[[ Extracted material, beginning ]]

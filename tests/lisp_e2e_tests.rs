/// End-to-end integration tests
/// Demonstrates: Lexer → Parser → Evaluator working together
use serde_json::json;
use tinylisp::lexer::{tokenize, SExprScanner};
use tinylisp::parser::{parse, parse_expression, Expression, SExprParser};
use tinylisp::runtime::{evaluate, evaluate_str, Environment, LispEvaluator, Value};
use tinylisp::{Error, ErrorCategory};

fn lexemes(source: &str) -> Vec<&str> {
    tokenize(source).iter().map(|t| t.as_str()).collect()
}

fn parse_one(source: &str) -> Expression {
    parse_expression(&tokenize(source)).unwrap()
}

// =============================================================================
// TOKENIZE
// =============================================================================

#[test]
fn test_tokenize_significant_characters() {
    assert_eq!(lexemes("(* 5 5)"), vec!["(", "*", "5", "5", ")"]);
    assert_eq!(
        lexemes("(* 2 (+ 8 1 3))"),
        vec!["(", "*", "2", "(", "+", "8", "1", "3", ")", ")"]
    );
    assert_eq!(
        lexemes("(/ (- 10 5) (* 2 (+ 8 1 )))"),
        vec![
            "(", "/", "(", "-", "10", "5", ")", "(", "*", "2", "(", "+", "8", "1", ")", ")", ")"
        ]
    );
}

#[test]
fn test_tokenize_multi_character_tokens() {
    assert_eq!(lexemes("(* -5 -5)"), vec!["(", "*", "-5", "-5", ")"]);
}

#[test]
fn test_scanner_matches_tokenize() {
    let source = "(define square (lambda (x) (* x x)))";
    assert_eq!(SExprScanner::new(source).scan_tokens(), tokenize(source));
}

// =============================================================================
// PARSE
// =============================================================================

#[test]
fn test_parse_atoms() {
    assert_eq!(parse_one("5"), Expression::int(5));
    assert_eq!(parse_one("-10"), Expression::int(-10));
    assert_eq!(parse_one("+"), Expression::symbol("+"));
    assert_eq!(parse_one("-"), Expression::symbol("-"));
}

#[test]
fn test_parse_unnested_expressions() {
    assert_eq!(parse_one("(+ 3 5)").to_json(), json!(["+", 3, 5]));
    assert_eq!(parse_one("(+ 3 5 2 8)").to_json(), json!(["+", 3, 5, 2, 8]));
    assert_eq!(
        parse_one("(- 2 5 0 2 4 2)").to_json(),
        json!(["-", 2, 5, 0, 2, 4, 2])
    );
}

#[test]
fn test_parse_nested_expressions() {
    assert_eq!(
        parse_one("(- 3 (+ 3 5))").to_json(),
        json!(["-", 3, ["+", 3, 5]])
    );
    assert_eq!(
        parse_one("(- 3 5 3(+ 8 0))").to_json(),
        json!(["-", 3, 5, 3, ["+", 8, 0]])
    );
}

#[test]
fn test_parse_sequential_expressions() {
    let program: Vec<_> = parse("(- 3 6) (+ 2 3)")
        .unwrap()
        .iter()
        .map(Expression::to_json)
        .collect();
    assert_eq!(program, vec![json!(["-", 3, 6]), json!(["+", 2, 3])]);

    // Parsing does not evaluate, so the division by zero is fine here
    let program: Vec<_> = parse("(- 1 0) (/ 8 0)")
        .unwrap()
        .iter()
        .map(Expression::to_json)
        .collect();
    assert_eq!(program, vec![json!(["-", 1, 0]), json!(["/", 8, 0])]);
}

#[test]
fn test_parser_cursor() {
    let tokens = tokenize("(+ 1 2) 7");
    let mut parser = SExprParser::new(&tokens);

    assert_eq!(parser.parse_expression().unwrap().to_json(), json!(["+", 1, 2]));
    assert_eq!(parser.position(), 5);
    assert!(!parser.is_at_end());
    assert_eq!(parser.parse_expression().unwrap(), Expression::int(7));
    assert!(parser.is_at_end());
}

#[test]
fn test_parse_errors() {
    for source in ["(+ 1 2", "(+ 1 2))", ")", "()", "(+ 1 ())"] {
        let err = parse(source).unwrap_err();
        assert_eq!(
            err.category(),
            ErrorCategory::MalformedInput,
            "source: {}",
            source
        );
    }
}

// =============================================================================
// CALCULATOR
// =============================================================================

#[test]
fn test_calculator() {
    assert_eq!(evaluate_str("(+ 3 4)").unwrap(), Value::Int(7));
    assert_eq!(evaluate_str("(+ 3 4 (+ 3 2))").unwrap(), Value::Int(12));
    assert_eq!(evaluate_str("(+ 3 4)(+ 3 2)").unwrap(), Value::Int(5));
    assert_eq!(
        evaluate_str("(/ (- 10 5) (* 2 (+ 8 1 )))").unwrap(),
        Value::Float(5.0 / 18.0)
    );
}

#[test]
fn test_comparators() {
    assert_eq!(evaluate_str("(> 3 2)").unwrap(), Value::Bool(true));
    assert_eq!(evaluate_str("(< 3 2)").unwrap(), Value::Bool(false));
    assert_eq!(evaluate_str("(= 2 2 2)").unwrap(), Value::Bool(true));
    assert_eq!(evaluate_str("(= 2 2 3)").unwrap(), Value::Bool(false));
}

#[test]
fn test_division_by_zero_surfaces() {
    assert_eq!(evaluate_str("(/ 8 0)").unwrap_err(), Error::DivisionByZero);
}

// =============================================================================
// DEFINE
// =============================================================================

#[test]
fn test_define_constant() {
    let env = Environment::new();
    evaluate("(define x 10)", &env).unwrap();
    assert_eq!(env.get("x"), Some(Value::Int(10)));
}

#[test]
fn test_define_multiple() {
    let env = Environment::new();
    evaluate("(define x 2)(define y 5)", &env).unwrap();
    assert_eq!(env.get("x"), Some(Value::Int(2)));
    assert_eq!(env.get("y"), Some(Value::Int(5)));
}

#[test]
fn test_definitions_used_later() {
    let env = Environment::new();
    assert_eq!(evaluate("(define x 2)(+ x 3)", &env).unwrap(), Value::Int(5));
    assert_eq!(env.get("x"), Some(Value::Int(2)));
}

#[test]
fn test_definitions_followed_through_names() {
    let env = Environment::new();
    assert_eq!(
        evaluate("(define x 2)(define y x)(+ y 5)", &env).unwrap(),
        Value::Int(7)
    );
    assert_eq!(env.get("y"), Some(Value::Int(2)));

    let env = Environment::new();
    assert_eq!(
        evaluate("(define x 4)(define y x)(define z y)(+ z 5)", &env).unwrap(),
        Value::Int(9)
    );
    for name in ["x", "y", "z"] {
        assert_eq!(env.get(name), Some(Value::Int(4)));
    }
}

// =============================================================================
// IF
// =============================================================================

#[test]
fn test_if_conditions() {
    assert_eq!(evaluate_str("(if (> 1 0) 1 0)").unwrap(), Value::Int(1));
    assert_eq!(evaluate_str("(if (< 1 0) 1 0)").unwrap(), Value::Int(0));
    assert_eq!(evaluate_str("(if (> 1 0) (+ 4 6) 0)").unwrap(), Value::Int(10));
    assert_eq!(evaluate_str("(if (< 1 0) 1 (+ 9 9))").unwrap(), Value::Int(18));
}

// =============================================================================
// LAMBDA
// =============================================================================

#[test]
fn test_lambda_saved_to_environment() {
    let env = Environment::new();
    evaluate("(define square (lambda (x) (* x x)))", &env).unwrap();
    assert!(matches!(env.get("square"), Some(Value::Closure(_))));
}

#[test]
fn test_lambda_invoked_with_constants_and_variables() {
    assert_eq!(
        evaluate_str("(define square (lambda (x) (* x x))) (square 5)").unwrap(),
        Value::Int(25)
    );
    assert_eq!(
        evaluate_str("(define x 5) (define square (lambda (x) (* x x))) (square x)").unwrap(),
        Value::Int(25)
    );
}

#[test]
fn test_lambda_distinguishes_parameters() {
    let env = Environment::new();
    evaluate("(define mult (lambda (x y) (* x y)))", &env).unwrap();
    evaluate("(define x 5)(define y 9)", &env).unwrap();
    assert_eq!(evaluate("(mult x y)", &env).unwrap(), Value::Int(45));
}

#[test]
fn test_lambda_most_specific_scope_wins() {
    let env = Environment::new();
    evaluate("(define mult (lambda (x) (* x x)))", &env).unwrap();
    evaluate("(define x 5)", &env).unwrap();
    assert_eq!(evaluate("(mult 2)", &env).unwrap(), Value::Int(4));
}

#[test]
fn test_closure_property() {
    let source = r#"
        (define make-adder (lambda (n) (lambda (x) (+ x n))))
        (define add5 (make-adder 5))
        (define add10 (make-adder 10))
        (+ (add5 1) (add10 1))
    "#;
    assert_eq!(evaluate_str(source).unwrap(), Value::Int(17));
}

#[test]
fn test_evaluator_reuses_environment_across_programs() {
    let mut evaluator = LispEvaluator::new();
    evaluator.eval_source("(define counter 41)").unwrap();
    assert_eq!(
        evaluator.eval_source("(+ counter 1)").unwrap(),
        Value::Int(42)
    );
    assert!(evaluator.env().exists("counter"));
}

#[test]
fn test_mutual_recursion() {
    let source = r#"
        (define even? (lambda (n) (if (= n 0) 1 (odd? (- n 1)))))
        (define odd? (lambda (n) (if (= n 0) 0 (even? (- n 1)))))
        (even? 10)
    "#;
    assert_eq!(evaluate_str(source).unwrap(), Value::Int(1));
}

#[test]
fn test_deeply_nested_program() {
    let depth = 100_000;
    let source = format!("{}0{}", "(+ 1 ".repeat(depth), ")".repeat(depth));
    assert_eq!(evaluate_str(&source).unwrap(), Value::Int(100_000));

    let err = evaluate_str(&"(".repeat(depth)).unwrap_err();
    assert_eq!(err.category(), ErrorCategory::MalformedInput);
}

[[ Extracted material, end ]]

▶ **Problem details**:
Your answer should consist only of the count of lines in the data that contain "counter".

▶ **Written answer**:
3